Georgie Paget, the play’s indefatigable producer, is still haunted by a woman who arrived in Jordan, with four daughters from an anti-fundamentalist family, suddenly facing starvation. A charming local, financially secure, offered to take one of her daughters in marriage. A supposed liberal, he promised her daughter every modern freedom, and although the family barely knew him, a guarantee that she’d have food on her plate was more than they could refuse. Now he keeps her veiled, and refused to let her leave the house to see her family. Her job is to bear his children. Aid workers across the region tell of landlords in refugee slums suddenly demanding sex to cover “unexpected rent increases”. These aren’t just stories of “abuse” – these are the rapes that will never appear in the statistics. Just as “acquaintance-rape”, doesn’t nearly conform to our vision of “stranger-rape”, ever since the Vikings first pillaged their way onto the silver-screen, we children of Hollywood have mistakenly assumed that “rape in war” means aesthetically-thrilling rape on the battlefield.
So this is the context in which Adam Boulton this week attacked a summit on rape in war as “trivial”. Apparently he’s been misunderstood – he didn’t mean that rape is “trivial”, only that the Foreign Secretary holding a summit on it was a trivial use of his time, given the real horrors on the ground in Iraq this week. But what exactly are those horrors on the ground, if not the violent spread of a macho cult which defines itself by the urge to dominate women? We’ve spent a week talking about British values (again, faced by the rise of Islamism) – what are those values, in opposition to the world view of ISIS and Trojan Horse, if they don’t include first and foremost a respect for 51% of the population’s autonomy, bodily and intellectual? That’s why our most effective recent move against rape was Theresa May’s criminalization of forced marriage, which came into effect yesterday. These are our values, here we stand.

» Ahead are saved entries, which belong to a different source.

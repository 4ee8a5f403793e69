use crate::mail::EmailMessage;
use google_gmail1::api::{Message, MessagePart};
use html2text::render::text_renderer::TrivialDecorator;

const UNKNOWN_SENDER: &str = "Unknown";
const NO_SUBJECT: &str = "No Subject";

/// Maximum depth for MIME tree traversal; deeper parts are ignored.
const MAX_MIME_DEPTH: usize = 50;

/// Wrap width for HTML rendering, wide enough to keep paragraphs on one line.
const HTML_TEXT_WIDTH: usize = 1000;

/// Decodes a `format=full` Gmail message into an [`EmailMessage`].
///
/// Every `text/plain` part is concatenated into `body` and every `text/html`
/// part into `body_html`, walking nested multiparts depth-first. When no plain
/// text exists, `body` falls back to the text content of the HTML.
pub fn parse_message(id: &str, message: &Message) -> EmailMessage {
    let payload = message.payload.as_ref();

    let sender = header_value(payload, "From").unwrap_or_else(|| UNKNOWN_SENDER.to_string());
    let subject = header_value(payload, "Subject").unwrap_or_else(|| NO_SUBJECT.to_string());

    let mut body = String::new();
    let mut body_html = String::new();
    if let Some(payload) = payload {
        match payload.parts.as_deref() {
            Some(parts) if !parts.is_empty() => {
                collect_bodies(parts, &mut body, &mut body_html, 0);
            }
            _ => {
                // Single-part message: the payload carries the body itself.
                if let Some(decoded) = decode_part(payload) {
                    if is_mime(payload, "text/html") {
                        body_html.push_str(&decoded);
                    } else {
                        body.push_str(&decoded);
                    }
                }
            }
        }
    }

    if body.trim().is_empty() && !body_html.trim().is_empty() {
        body = strip_html(&body_html);
    }

    EmailMessage {
        id: message.id.clone().unwrap_or_else(|| id.to_string()),
        sender,
        subject,
        body: body.trim().to_string(),
        body_html: body_html.trim().to_string(),
    }
}

/// Renders HTML to its text content, dropping tags without adding markup.
pub fn strip_html(html: &str) -> String {
    html2text::from_read_with_decorator(html.as_bytes(), HTML_TEXT_WIDTH, TrivialDecorator::new())
        .trim()
        .lines()
        .map(str::trim_end)
        .collect::<Vec<_>>()
        .join("\n")
}

fn header_value(payload: Option<&MessagePart>, name: &str) -> Option<String> {
    payload
        .and_then(|p| p.headers.as_ref())
        .and_then(|headers| {
            headers
                .iter()
                .find(|h| h.name.as_deref() == Some(name))
                .and_then(|h| h.value.clone())
        })
}

fn collect_bodies(parts: &[MessagePart], body: &mut String, body_html: &mut String, depth: usize) {
    if depth > MAX_MIME_DEPTH {
        return;
    }

    for part in parts {
        if let Some(decoded) = decode_part(part) {
            if is_mime(part, "text/plain") {
                body.push_str(&decoded);
            } else if is_mime(part, "text/html") {
                body_html.push_str(&decoded);
            }
        }
        if let Some(children) = part.parts.as_deref() {
            collect_bodies(children, body, body_html, depth + 1);
        }
    }
}

fn is_mime(part: &MessagePart, mime: &str) -> bool {
    part.mime_type
        .as_deref()
        .is_some_and(|m| m.eq_ignore_ascii_case(mime))
}

// The Gmail client has already base64url-decoded the body data.
fn decode_part(part: &MessagePart) -> Option<String> {
    part.body
        .as_ref()
        .and_then(|b| b.data.as_deref())
        .filter(|data| !data.is_empty())
        .map(|data| String::from_utf8_lossy(data).into_owned())
}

But to be fair to Boulton, he’s right about the most important thing: there is no point holding a summit on violence against women if we roll over in the face of ISIS in the same week. Last week, we celebrated the last great defence of the West’s freedom, D-Day. It wasn’t just a moral stand: it was the most sophisticated logistical operation in military history. If British feminists really want to confront global violence against women, we need to agitate for a military that can still has some capability to engage with the world. We can’t bomb every Islamist in the Middle East – and standing “shoulder to shoulder” with Iran against ISIS in Iraq is fraught with problems – but we need to get real about what it costs to confront the world’s greatest misogynistic cult. That means swotting up on the nitty-gritty of defence spending – for example, how many campaigners at the Fawcett Society can explain the effect the toxic “Pay As You Dine” policy has had on morale in the barracks, let alone nutrition? Defending women’s freedom isn’t pretty. It’s expensive. But it is British.